Who should set up at the GIFT City?

Offshore banking

  • Borrowing and lending
  • Deposits
  • External commercial borrowing and trade finance
  • Trading and clearing member
  • Derivative products

Offshore insurance

  • Alternate investment funds or AIFs
  • Portfolio management services (PMS)
  • Investment advisors (IA)
  • Wealth management
  • Fund accounting
  • Trustee services
  • Depository and custodian services

Capital markets

  • Derivatives trading – equities, index, currency, commodities
  • Trading and investments
  • Debt listing

IFSC insurance

  • Direct insurance
  • Reinsurance
  • IFSC insurance intermediaries

Allied / ancillary services

  • Global-in-house centers or GICs
  • Accounting and audit services
  • Legal and taxations services
  • Trusteeship services
  • Management consulting services
  • Compliance and secretarial services

Emerging IFSC businesses

  • Aircraft leasing and financing
  • FinTech
  • International Bullion Exchange
  • Finance company

Growth in volume of business activity at GIFT City IFSC

Growth scope in financial sub-sectors

FY 2023

September 2020

Units in the IFSC

400+

129

Average daily turnover of stock exchanges

US$21.2 billion*

US$3.4 billion

Amount committed to Alternative Investment Funds

US$10.7 billion*

Not facilitated

Size of banking assets

US$36 billion

US$14 billion

Cumulative banking transactions

More than US$407 billion

US$45 billion

Cumulative derivative transactions

More than US$534 billion

US$22 billion

Gross premium booked by GIFT City IFSC Insurance Office

US$187 million*

Not applicable

Re-insurance premium arranged by insurance intermediaries at GIFT City IFSC

US$552 million*

Not applicable

Employment created at the IFSC

Over 5000 jobs

Over 2500 jobs

Source: EY, IFSCA

Note: *refers to December 2020 data.

The International Financial Services Centre Authority (IFSCA), which was constituted in 2020, and the Indian central government note that 23 banks, 60+ broker dealers, 50+ funds, 40+ ancillary services, and 23 insurance companies and intermediaries have set up at the IFSC in GIFT City.

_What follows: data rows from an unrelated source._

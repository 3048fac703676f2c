//! Error types for the document model.
//!
//! Every fallible operation in this crate returns [`Result`], whose error side
//! is the single [`Error`] enum below. Its variants fall into three families:
//!
//! - **Range failures**: [`Error::PrecisionLoss`] when a number does not fit the
//!   requested native type, [`Error::IndexOutOfRange`] for positional access
//! - **Variant failures**: [`Error::WrongVariant`] when the value is not of the
//!   kind the caller asked for, [`Error::NonBinaryString`] for strings that are
//!   not hex encoded
//! - **Input failures**: [`Error::Malformed`] with line, column and byte offset
//!
//! ## Examples
//!
//! ```rust
//! use jsondoc::{from_str, Error};
//!
//! let err = from_str("[1, 2").unwrap_err();
//! assert!(matches!(err, Error::Malformed { .. }));
//!
//! let value = from_str("300").unwrap();
//! let err = value.to_number::<i8>().unwrap_err();
//! assert!(matches!(err, Error::PrecisionLoss { target: "i8", .. }));
//! ```

use crate::number::Numeric;
use crate::value::ValueType;
use std::fmt;
use thiserror::Error;

/// Represents all possible errors raised by the document model and its
/// providers.
#[derive(Debug, Clone, PartialEq, Error)]
pub enum Error {
    /// A numeric read could not represent the stored value exactly.
    #[error("precision loss: {value} cannot be represented exactly as {target}")]
    PrecisionLoss { target: &'static str, value: String },

    /// Positional array access outside `[0, len)`.
    #[error("index {index} out of range for array of length {len}")]
    IndexOutOfRange { index: usize, len: usize },

    /// A string was read as binary but is not an even-length hex string.
    #[error("string is not a valid even-length hex string")]
    NonBinaryString,

    /// The value is not of the variant the caller asked for. `expected` names
    /// a variant or, for numeric reads, the kind `"number"`.
    #[error("expected {expected}, found {found}")]
    WrongVariant {
        expected: &'static str,
        found: ValueType,
    },

    /// Input text could not be parsed as a JSON document.
    #[error("malformed JSON at line {line}, column {column} (byte {offset}): {msg}")]
    Malformed {
        line: usize,
        column: usize,
        offset: usize,
        msg: String,
    },

    /// NaN and the infinities have no JSON representation.
    #[error("non-finite number {0} cannot be stored as a decimal")]
    NonFiniteNumber(f64),

    /// No document provider could be resolved.
    #[error("no document provider available: {0}")]
    ProviderUnavailable(String),

    /// IO error during reading or writing
    #[error("IO error: {0}")]
    Io(String),

    /// Custom error
    #[error("Error: {0}")]
    Custom(String),
}

impl Error {
    /// Creates a precision loss error for the given target type name.
    ///
    /// # Examples
    ///
    /// ```rust
    /// use jsondoc::Error;
    ///
    /// let err = Error::precision_loss("u8", -1);
    /// assert!(err.to_string().contains("u8"));
    /// ```
    pub fn precision_loss<V: fmt::Display>(target: &'static str, value: V) -> Self {
        Error::PrecisionLoss {
            target,
            value: value.to_string(),
        }
    }

    /// Creates an index error for positional container access.
    pub fn index_out_of_range(index: usize, len: usize) -> Self {
        Error::IndexOutOfRange { index, len }
    }

    /// Creates a variant mismatch error.
    pub fn wrong_variant(expected: ValueType, found: ValueType) -> Self {
        Error::WrongVariant {
            expected: expected.as_str(),
            found,
        }
    }

    /// Creates a mismatch error for a numeric read of a non-numeric value.
    pub fn not_numeric(found: ValueType) -> Self {
        Error::WrongVariant {
            expected: Numeric::KIND,
            found,
        }
    }

    /// Creates a parse error carrying the position of the offending input.
    ///
    /// # Examples
    ///
    /// ```rust
    /// use jsondoc::Error;
    ///
    /// let err = Error::malformed(3, 7, 42, "unexpected character '}'");
    /// assert!(err.to_string().contains("line 3, column 7"));
    /// ```
    pub fn malformed(line: usize, column: usize, offset: usize, msg: &str) -> Self {
        Error::Malformed {
            line,
            column,
            offset,
            msg: msg.to_string(),
        }
    }

    /// Creates a provider resolution error.
    pub fn provider_unavailable(msg: &str) -> Self {
        Error::ProviderUnavailable(msg.to_string())
    }

    /// Creates a custom error with a display message.
    pub fn custom<T: fmt::Display>(msg: T) -> Self {
        Error::Custom(msg.to_string())
    }

    /// Creates an I/O error for reader and writer failures.
    pub fn io(msg: &str) -> Self {
        Error::Io(msg.to_string())
    }

    /// Returns `true` for errors raised while narrowing a number.
    #[must_use]
    pub fn is_precision_loss(&self) -> bool {
        matches!(self, Error::PrecisionLoss { .. })
    }
}

impl From<std::convert::Infallible> for Error {
    fn from(never: std::convert::Infallible) -> Self {
        match never {}
    }
}

impl From<std::io::Error> for Error {
    fn from(err: std::io::Error) -> Self {
        Error::Io(err.to_string())
    }
}

impl serde::ser::Error for Error {
    fn custom<T: fmt::Display>(msg: T) -> Self {
        Error::Custom(msg.to_string())
    }
}

impl serde::de::Error for Error {
    fn custom<T: fmt::Display>(msg: T) -> Self {
        Error::Custom(msg.to_string())
    }
}

pub type Result<T> = std::result::Result<T, Error>;
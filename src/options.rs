//! Configuration options for rendering and parsing.
//!
//! ## Examples
//!
//! ```rust
//! use jsondoc::{json, to_string_with_options, JsonOptions};
//!
//! let value = json!({"a": [1, 2]});
//!
//! let options = JsonOptions::pretty().with_indent(4);
//! let text = to_string_with_options(&value, &options);
//! assert_eq!(text, "{\n    \"a\": [\n        1,\n        2\n    ]\n}");
//! ```

/// Default nesting limit for parsing.
pub const DEFAULT_MAX_DEPTH: usize = 128;

/// Configuration options for JSON text.
///
/// Controls indentation and escaping on output and the nesting limit on
/// input.
///
/// # Examples
///
/// ```rust
/// use jsondoc::JsonOptions;
///
/// // Default minified options
/// let options = JsonOptions::new();
///
/// // Pretty-printed with 2-space indentation
/// let options = JsonOptions::pretty();
///
/// // Custom configuration
/// let options = JsonOptions::new()
///     .with_ascii_only(true)
///     .with_max_depth(16);
/// ```
#[derive(Clone, Debug, PartialEq, Eq)]
pub struct JsonOptions {
    pub indent: usize,
    pub pretty: bool,
    pub max_depth: usize,
    pub ascii_only: bool,
}

impl Default for JsonOptions {
    fn default() -> Self {
        JsonOptions {
            indent: 2,
            pretty: false,
            max_depth: DEFAULT_MAX_DEPTH,
            ascii_only: false,
        }
    }
}

impl JsonOptions {
    /// Creates default options (minified, 2-space indent when pretty, depth
    /// limit 128).
    ///
    /// # Examples
    ///
    /// ```rust
    /// use jsondoc::JsonOptions;
    ///
    /// let options = JsonOptions::new();
    /// assert_eq!(options.indent, 2);
    /// assert!(!options.pretty);
    /// ```
    #[must_use]
    pub fn new() -> Self {
        Self::default()
    }

    /// Creates options for indented output.
    #[must_use]
    pub fn pretty() -> Self {
        JsonOptions {
            pretty: true,
            ..Default::default()
        }
    }

    /// Sets the indentation size (number of spaces per level).
    ///
    /// Only affects pretty-printed output.
    #[must_use]
    pub fn with_indent(mut self, indent: usize) -> Self {
        self.indent = indent;
        self
    }

    /// Sets how deeply arrays and objects may nest in parsed input.
    #[must_use]
    pub fn with_max_depth(mut self, max_depth: usize) -> Self {
        self.max_depth = max_depth;
        self
    }

    /// Escapes every non-ASCII character as `\uXXXX` on output.
    #[must_use]
    pub fn with_ascii_only(mut self, ascii_only: bool) -> Self {
        self.ascii_only = ascii_only;
        self
    }
}
/// A `serde::Serializer` producing [`Value`] trees.
///
/// Byte buffers become lower-case hex strings. Enum variants carrying data
/// become single-key objects named after the variant.
pub struct ValueSerializer;

pub struct SerializeVec {
    arr: Array,
    variant: Option<&'static str>,
}

pub struct SerializeMap {
    obj: Object,
    current_key: Option<String>,
    variant: Option<&'static str>,
}

impl ser::Serializer for ValueSerializer {
    type Ok = Value;
    type Error = Error;

    type SerializeSeq = SerializeVec;
    type SerializeTuple = SerializeVec;
    type SerializeTupleStruct = SerializeVec;
    type SerializeTupleVariant = SerializeVec;
    type SerializeMap = SerializeMap;
    type SerializeStruct = SerializeMap;
    type SerializeStructVariant = SerializeMap;

    fn serialize_bool(self, v: bool) -> Result<Value> {
        Ok(Value::Boolean(v))
    }

    fn serialize_i8(self, v: i8) -> Result<Value> {
        Ok(Value::from(v))
    }

    fn serialize_i16(self, v: i16) -> Result<Value> {
        Ok(Value::from(v))
    }

    fn serialize_i32(self, v: i32) -> Result<Value> {
        Ok(Value::from(v))
    }

    fn serialize_i64(self, v: i64) -> Result<Value> {
        Ok(Value::from(v))
    }

    fn serialize_i128(self, v: i128) -> Result<Value> {
        Ok(Value::from(v))
    }

    fn serialize_u8(self, v: u8) -> Result<Value> {
        Ok(Value::from(v))
    }

    fn serialize_u16(self, v: u16) -> Result<Value> {
        Ok(Value::from(v))
    }

    fn serialize_u32(self, v: u32) -> Result<Value> {
        Ok(Value::from(v))
    }

    fn serialize_u64(self, v: u64) -> Result<Value> {
        Ok(Value::from(v))
    }

    fn serialize_u128(self, v: u128) -> Result<Value> {
        Ok(Value::Integer(BigInt::from(v)))
    }

    fn serialize_f32(self, v: f32) -> Result<Value> {
        Ok(Value::from(v))
    }

    fn serialize_f64(self, v: f64) -> Result<Value> {
        Ok(Value::from(v))
    }

    fn serialize_char(self, v: char) -> Result<Value> {
        Ok(Value::String(v.to_string()))
    }

    fn serialize_str(self, v: &str) -> Result<Value> {
        Ok(Value::String(v.to_string()))
    }

    fn serialize_bytes(self, v: &[u8]) -> Result<Value> {
        Ok(Value::String(hex::encode(v)))
    }

    fn serialize_none(self) -> Result<Value> {
        Ok(Value::Null)
    }

    fn serialize_some<T>(self, value: &T) -> Result<Value>
    where
        T: ?Sized + Serialize,
    {
        value.serialize(self)
    }

    fn serialize_unit(self) -> Result<Value> {
        Ok(Value::Null)
    }

    fn serialize_unit_struct(self, _name: &'static str) -> Result<Value> {
        Ok(Value::Null)
    }

    fn serialize_unit_variant(
        self,
        _name: &'static str,
        _variant_index: u32,
        variant: &'static str,
    ) -> Result<Value> {
        Ok(Value::String(variant.to_string()))
    }

    fn serialize_newtype_struct<T>(self, _name: &'static str, value: &T) -> Result<Value>
    where
        T: ?Sized + Serialize,
    {
        value.serialize(self)
    }

    fn serialize_newtype_variant<T>(
        self,
        _name: &'static str,
        _variant_index: u32,
        variant: &'static str,
        value: &T,
    ) -> Result<Value>
    where
        T: ?Sized + Serialize,
    {
        let mut obj = Object::with_capacity(1);
        obj.set(variant, to_value(value)?);
        Ok(Value::Object(obj))
    }

    fn serialize_seq(self, len: Option<usize>) -> Result<SerializeVec> {
        Ok(SerializeVec::new(len.unwrap_or(0), None))
    }

    fn serialize_tuple(self, len: usize) -> Result<SerializeVec> {
        Ok(SerializeVec::new(len, None))
    }

    fn serialize_tuple_struct(self, _name: &'static str, len: usize) -> Result<SerializeVec> {
        Ok(SerializeVec::new(len, None))
    }

    fn serialize_tuple_variant(
        self,
        _name: &'static str,
        _variant_index: u32,
        variant: &'static str,
        len: usize,
    ) -> Result<SerializeVec> {
        Ok(SerializeVec::new(len, Some(variant)))
    }

    fn serialize_map(self, len: Option<usize>) -> Result<SerializeMap> {
        Ok(SerializeMap::new(len.unwrap_or(0), None))
    }

    fn serialize_struct(self, _name: &'static str, len: usize) -> Result<SerializeMap> {
        Ok(SerializeMap::new(len, None))
    }

    fn serialize_struct_variant(
        self,
        _name: &'static str,
        _variant_index: u32,
        variant: &'static str,
        len: usize,
    ) -> Result<SerializeMap> {
        Ok(SerializeMap::new(len, Some(variant)))
    }
}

In FY 2022-23, as many as 140 entities registered at the GIFT IFSC, including Morgan Stanley, MUFG Bank, BNP Paribas, JP Morgan, and Deutsche Bank. The IFSC zone is currently seeing over 10 million square feet of commercial and residential space being developed. Among these, the Bank of America has begun operations in the SEZ area and global financial services giant Morgan Stanley will soon start operations at the IFSC with its Category-3 Alternative Investment Fund (AIF).

In just the last two years, more than 450 entities have registered across a range of financial sub-sectors – banks, capital markets, insurance, fintech, aircraft leasing, bullion exchange, etc.

Transfer of funds following SVB collapse

Moreover, following the collapse of Silicon Valley Bank, as on March 17, 2023, around US$200 million out of the nearly US$1 billion, was transferred from SVB to GIFT City accounts by Indian companies – according to Minister of State for Electronics and IT Rajeev Chandrasekhar. As per reporting by The Economic Times, the companies include technology start-ups with “little client or supplier presence in the US”.

Fintech firm Razorpay’s business banking platform for start-ups are among those facilitating the transfer of funds out of the US. Banks facilitating the opening of GIFT City accounts for start-ups and investors include RBL Bank, HSBC, ICICI Bank, Kotak Mahindra Bank, and Axis Bank.

Out of the 21 banks operating an IFSC banking unit, 13 are Indian banks.